In my opinion, if you want to be effective: Work to put qualified, knowledgeable people in touch with those crafting the Laws… so that they have a better chance of having a better, more useful result.
Thanks for your time.
Paul DeLisle, CBET, CLRT, Net+, Sec+
Biomedical Equipment Support Specialist
Central Texas Veteran’s Health Care System
The opinions expressed, formed from my experience as a Biomedical Professional, are mine alone; and do not necessarily reflect the views or opinions of my Employer. (But my dog thinks I’m awesome…)
This post is severely misguided, and presents a mindset that is anti-Healthcare Technology Management in my 20 years experience as a very vocal member of the HTM community.
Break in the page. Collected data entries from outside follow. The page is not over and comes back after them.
//! Webpacker library
//!
//! Entry pattern resolution, bundler configuration, compile driver and dev
//! server behind the `webpacker` command.

pub mod bundler;
pub mod cli;
pub mod compiler;
pub mod config;
pub mod entries;
pub mod plugins;
pub mod server;
pub mod utils;

pub use bundler::Bundler;
pub use cli::Cli;
pub use compiler::Compiler;
pub use config::Config;
pub use entries::{resolve, EntrySpec, ResolvedEntryTable};
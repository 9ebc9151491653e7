//! Utility functions and helpers

use std::path::Path;
use std::time::Duration;

use serde_json::Value;
use sha2::{Digest, Sha256};

/// Short content hash: the first 8 bytes of the SHA-256, hex encoded
pub fn hash_content(content: &[u8]) -> String {
    let digest = Sha256::digest(content);
    hex::encode(&digest[..8])
}

/// Get relative path from base to target
pub fn relative_path(from: &Path, to: &Path) -> Option<String> {
    pathdiff::diff_paths(to, from).map(|p| to_slash(&p))
}

/// Normalize a `/`-separated URL path: drop empty and `.` segments, apply
/// `..`, keep a leading `/`
pub fn clean_path(path: &str) -> String {
    let mut segments = Vec::new();
    for segment in path.split('/') {
        match segment {
            "" | "." => {}
            ".." => {
                segments.pop();
            }
            _ => segments.push(segment),
        }
    }

    let joined = segments.join("/");
    if path.starts_with('/') {
        format!("/{}", joined)
    } else {
        joined
    }
}

/// Render a path with forward slashes
pub fn to_slash(path: &Path) -> String {
    path.display().to_string().replace('\\', "/")
}

/// Deep-merge `overlay` into `base`. Objects merge key by key, anything else
/// in the overlay replaces the base value.
pub fn merge_json(base: &mut Value, overlay: Value) {
    match (base, overlay) {
        (Value::Object(base), Value::Object(overlay)) => {
            for (key, value) in overlay {
                match base.get_mut(&key) {
                    Some(existing) => merge_json(existing, value),
                    None => {
                        base.insert(key, value);
                    }
                }
            }
        }
        (base, overlay) => *base = overlay,
    }
}

/// `512 B`, `1.50 KB`, `3.20 MB`
pub fn format_size(bytes: u64) -> String {
    const UNITS: [&str; 3] = ["KB", "MB", "GB"];

    if bytes < 1024 {
        return format!("{} B", bytes);
    }

    let mut size = bytes as f64 / 1024.0;
    let mut unit = UNITS[0];
    for next in UNITS[1..].iter().copied() {
        if size < 1024.0 {
            break;
        }
        size /= 1024.0;
        unit = next;
    }
    format!("{:.2} {}", size, unit)
}

/// Milliseconds under a second, seconds above
pub fn format_duration(duration: Duration) -> String {
    if duration < Duration::from_secs(1) {
        format!("{}ms", duration.as_millis())
    } else {
        format!("{:.2}s", duration.as_secs_f64())
    }
}

#[cfg(test)]
mod tests {
    use serde_json::json;

    use super::*;

    #[test]
    fn test_hash_content() {
        let hash = hash_content(b"hello world");
        assert_eq!(hash.len(), 16);
        assert_eq!(hash, hash_content(b"hello world"));
        assert_ne!(hash, hash_content(b"hello world!"));
    }

    #[test]
    fn test_clean_path() {
        assert_eq!(clean_path("./foo/bar"), "foo/bar");
        assert_eq!(clean_path("foo/../bar"), "bar");
        assert_eq!(clean_path("/foo/./bar/../baz"), "/foo/baz");
        assert_eq!(clean_path("/assets//js/app.js"), "/assets/js/app.js");
    }

    #[test]
    fn test_relative_path() {
        assert_eq!(
            relative_path(Path::new("/project"), Path::new("/project/dist/js/app.js")).as_deref(),
            Some("dist/js/app.js")
        );
    }

    #[test]
    fn test_merge_json() {
        let mut base = json!({
            "mode": "production",
            "define": { "DEBUG": "false", "VERSION": "\"1\"" },
            "external": ["jquery"]
        });

        merge_json(
            &mut base,
            json!({
                "define": { "DEBUG": "true" },
                "external": ["react"],
                "target": "es2020"
            }),
        );

        assert_eq!(
            base,
            json!({
                "mode": "production",
                "define": { "DEBUG": "true", "VERSION": "\"1\"" },
                "external": ["react"],
                "target": "es2020"
            })
        );
    }

    #[test]
    fn test_format_size() {
        assert_eq!(format_size(512), "512 B");
        assert_eq!(format_size(1024), "1.00 KB");
        assert_eq!(format_size(1536), "1.50 KB");
        assert_eq!(format_size(3 * 1024 * 1024 + 200 * 1024), "3.20 MB");
        assert_eq!(format_size(5 * 1024 * 1024 * 1024), "5.00 GB");
    }

    #[test]
    fn test_format_duration() {
        assert_eq!(format_duration(Duration::from_millis(500)), "500ms");
        assert_eq!(format_duration(Duration::from_millis(1500)), "1.50s");
        assert_eq!(format_duration(Duration::from_secs(65)), "65.00s");
    }
}
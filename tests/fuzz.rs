use bytemuck::Zeroable;
use clearing_house::constants::{HISTORY_CAPACITY, MAXIMUM_MARGIN_RATIO, MINIMUM_MARGIN_RATIO};
use clearing_house::history::{DepositHistory, DepositRecord, OrderHistory, OrderRecord};
use clearing_house::market::validate_margin_ratios;
use clearing_house::verify;
use rand::{Rng, SeedableRng};
use rand_xorshift::XorShiftRng;

fn reference_margin_chain(initial: u32, partial: u32, maintenance: u32) -> bool {
    MINIMUM_MARGIN_RATIO <= maintenance
        && maintenance <= partial
        && partial <= initial
        && initial <= MAXIMUM_MARGIN_RATIO
}

// Mostly near the bounds, where the interesting cases are
fn margin_ratio(rng: &mut XorShiftRng) -> u32 {
    match rng.gen_range(0..4) {
        0 => rng.gen(),
        1 => rng.gen_range(MINIMUM_MARGIN_RATIO - 5..MINIMUM_MARGIN_RATIO + 5),
        2 => rng.gen_range(MAXIMUM_MARGIN_RATIO - 5..MAXIMUM_MARGIN_RATIO + 5),
        _ => rng.gen_range(0..MAXIMUM_MARGIN_RATIO + 100),
    }
}

#[test]
fn deterministic_margin_ratio_fuzz() {
    let mut rng = XorShiftRng::from_seed([0xabu8; 16]);
    let mut accepted = 0;

    for i in 0..20_000 {
        let initial = margin_ratio(&mut rng);
        let partial = margin_ratio(&mut rng);
        let maintenance = margin_ratio(&mut rng);

        let expected = reference_margin_chain(initial, partial, maintenance);
        assert_eq!(
            validate_margin_ratios(initial, partial, maintenance).is_ok(),
            expected,
            "step {}: ({}, {}, {})",
            i,
            initial,
            partial,
            maintenance
        );
        assert_eq!(verify::margin_chain_ok(initial, partial, maintenance), expected);
        if expected {
            accepted += 1;
        }
    }
    assert!(accepted > 0, "generator never produced a valid chain");
}

#[test]
fn deterministic_ring_log_fuzz() {
    let mut rng = XorShiftRng::from_seed([0xabu8; 16]);
    let mut data = vec![0u8; DepositHistory::ACCOUNT_LEN];
    DepositHistory::init(&mut data).unwrap();

    // Every appended amount, in order
    let mut model: Vec<u64> = Vec::new();
    let total = 3 * HISTORY_CAPACITY + 17;

    for n in 0..total {
        let mut log = DepositHistory::load(&mut data).unwrap();
        let record_id = log.next_record_id().unwrap();
        assert_eq!(record_id, n as u128 + 1);

        let mut rec = DepositRecord::zeroed();
        rec.record_id = record_id;
        rec.amount = rng.gen();
        rec.direction = rng.gen_range(0..2);
        let slot = log.append(rec);
        assert_eq!(slot as usize, n % HISTORY_CAPACITY);
        model.push(rec.amount);

        assert_eq!(log.head() as usize, (n + 1) % HISTORY_CAPACITY);

        for _ in 0..4 {
            let slot_ix = rng.gen_range(0..HISTORY_CAPACITY);
            let got = log.get(slot_ix).unwrap();
            // latest append that landed in this slot, if any
            let written = (0..=n).rev().find(|k| k % HISTORY_CAPACITY == slot_ix);
            match written {
                Some(k) => {
                    assert_eq!(got.record_id, k as u128 + 1);
                    assert_eq!(got.amount, model[k]);
                    assert!(got.direction().is_some());
                }
                None => assert_eq!(got.record_id, 0),
            }
        }
    }
}

#[test]
fn deterministic_order_id_fuzz() {
    let mut rng = XorShiftRng::from_seed([0xabu8; 16]);
    let mut data = vec![0u8; OrderHistory::ACCOUNT_LEN];
    let mut log = OrderHistory::init(&mut data).unwrap();
    let mut last = 0u128;

    for _ in 0..2 * HISTORY_CAPACITY {
        let mut rec = OrderRecord::zeroed();
        rec.action = rng.gen_range(0..4);
        rec.order.order_id = rng.gen();
        let (slot, order_id) = log.append_order(rec).unwrap();
        assert!(order_id > last);
        assert_eq!(log.get(slot as usize).unwrap().order.order_id, order_id);
        last = order_id;
    }
    assert_eq!(log.last_order_id(), last);
}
Rather than dissecting the post, let’s just touch on a few facts being ignored:
1 – There are already FDA regulations already requiring most of the Act.
2 – You don’t “destroy” an existing law. That’s hyperbolic scaremongering in place of reasonable assessment. A medical device law can’t simply undo patent and other laws. That’s simply not how laws work. Furthermore the laws being said to be destroyed do not supersede the right of the owner of a device to service that device.
3 – I honestly don’t know anybody in the healthcare industry who has fought manufacturers directly in terms of service information and special tools, and won more than myself. The FDA, again, already requires most of the Act.
4 – This seems like an industry insider post, not a pro-HTM post. Wrong audience, bud.